DESCRIPTION OF THE TASK =
Pick each line that has "impl" out of the records.
========================
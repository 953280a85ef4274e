//! Framebuffer the views draw into and the renderer diffs row by row.

/// 24-bit RGB color.
#[derive(Debug, Clone, Copy, PartialEq, Eq, Default)]
pub struct Rgb {
    pub r: u8,
    pub g: u8,
    pub b: u8,
}

impl Rgb {
    pub const fn new(r: u8, g: u8, b: u8) -> Self {
        Self { r, g, b }
    }
}

/// Text intensity; the terminal supports one at a time.
#[derive(Debug, Clone, Copy, PartialEq, Eq, Default)]
pub enum Weight {
    #[default]
    Normal,
    Bold,
    Dim,
}

#[derive(Debug, Clone, Copy, PartialEq, Eq)]
pub struct CellStyle {
    pub fg: Rgb,
    pub bg: Rgb,
    pub weight: Weight,
}

impl Default for CellStyle {
    fn default() -> Self {
        Self::plain(Rgb::new(220, 220, 220), Rgb::new(0, 0, 0))
    }
}

impl CellStyle {
    pub const fn plain(fg: Rgb, bg: Rgb) -> Self {
        Self {
            fg,
            bg,
            weight: Weight::Normal,
        }
    }

    pub const fn bold(self) -> Self {
        Self {
            weight: Weight::Bold,
            ..self
        }
    }

    pub const fn dim(self) -> Self {
        Self {
            weight: Weight::Dim,
            ..self
        }
    }

    pub const fn into_cell(self, ch: char) -> Cell {
        Cell { ch, style: self }
    }
}

#[derive(Debug, Clone, Copy, PartialEq, Eq)]
pub struct Cell {
    pub ch: char,
    pub style: CellStyle,
}

impl Default for Cell {
    fn default() -> Self {
        CellStyle::default().into_cell(' ')
    }
}

/// Row-major grid of styled cells. Writes outside the grid are dropped, so
/// views can draw without clipping by hand.
#[derive(Debug, Clone, PartialEq, Eq)]
pub struct FrameBuffer {
    width: u16,
    height: u16,
    cells: Vec<Cell>,
}

impl FrameBuffer {
    pub fn new(width: u16, height: u16) -> Self {
        Self {
            width,
            height,
            cells: vec![Cell::default(); usize::from(width) * usize::from(height)],
        }
    }

    pub fn width(&self) -> u16 {
        self.width
    }

    pub fn height(&self) -> u16 {
        self.height
    }

    /// Match the terminal size. Contents are unspecified until the next `clear`.
    pub fn resize(&mut self, width: u16, height: u16) {
        if (self.width, self.height) == (width, height) {
            return;
        }
        self.width = width;
        self.height = height;
        self.cells
            .resize(usize::from(width) * usize::from(height), Cell::default());
    }

    pub fn clear(&mut self, cell: Cell) {
        self.cells.fill(cell);
    }

    pub fn cells(&self) -> &[Cell] {
        &self.cells
    }

    /// One row of cells; empty past the bottom edge.
    pub fn row(&self, y: u16) -> &[Cell] {
        let width = usize::from(self.width);
        let start = usize::from(y) * width;
        self.cells.get(start..start + width).unwrap_or(&[])
    }

    fn index(&self, x: u16, y: u16) -> Option<usize> {
        (x < self.width && y < self.height)
            .then(|| usize::from(y) * usize::from(self.width) + usize::from(x))
    }

    pub fn get(&self, x: u16, y: u16) -> Option<Cell> {
        self.index(x, y).map(|i| self.cells[i])
    }

    pub fn set(&mut self, x: u16, y: u16, cell: Cell) {
        if let Some(i) = self.index(x, y) {
            self.cells[i] = cell;
        }
    }

    /// Returns the column after `ch`, for chaining text and numbers.
    pub fn put_char(&mut self, x: u16, y: u16, ch: char, style: CellStyle) -> u16 {
        self.set(x, y, style.into_cell(ch));
        x.saturating_add(1)
    }

    pub fn put_str(&mut self, x: u16, y: u16, s: &str, style: CellStyle) -> u16 {
        let mut cx = x;
        for ch in s.chars() {
            if cx >= self.width {
                break;
            }
            cx = self.put_char(cx, y, ch, style);
        }
        cx
    }

    /// Decimal integer, written without allocating. HUD values change every
    /// move, so this runs on every frame.
    pub fn put_number(&mut self, x: u16, y: u16, value: i64, style: CellStyle) -> u16 {
        let mut digits = [0u8; 20];
        let mut start = digits.len();
        let mut n = value.unsigned_abs();
        loop {
            start -= 1;
            digits[start] = b'0' + (n % 10) as u8;
            n /= 10;
            if n == 0 {
                break;
            }
        }

        let mut cx = x;
        if value < 0 {
            cx = self.put_char(cx, y, '-', style);
        }
        for &d in &digits[start..] {
            cx = self.put_char(cx, y, char::from(d), style);
        }
        cx
    }

    pub fn fill_rect(&mut self, x: u16, y: u16, w: u16, h: u16, ch: char, style: CellStyle) {
        let cell = style.into_cell(ch);
        for cy in y..y.saturating_add(h).min(self.height) {
            for cx in x..x.saturating_add(w).min(self.width) {
                self.set(cx, cy, cell);
            }
        }
    }

    /// Characters of one row, for tests and debugging.
    pub fn row_text(&self, y: u16) -> String {
        self.row(y).iter().map(|cell| cell.ch).collect()
    }
}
========================
EXERCISE RESPONSE =
impl Rgb {
impl Default for CellStyle {
impl CellStyle {
impl Default for Cell {
impl FrameBuffer {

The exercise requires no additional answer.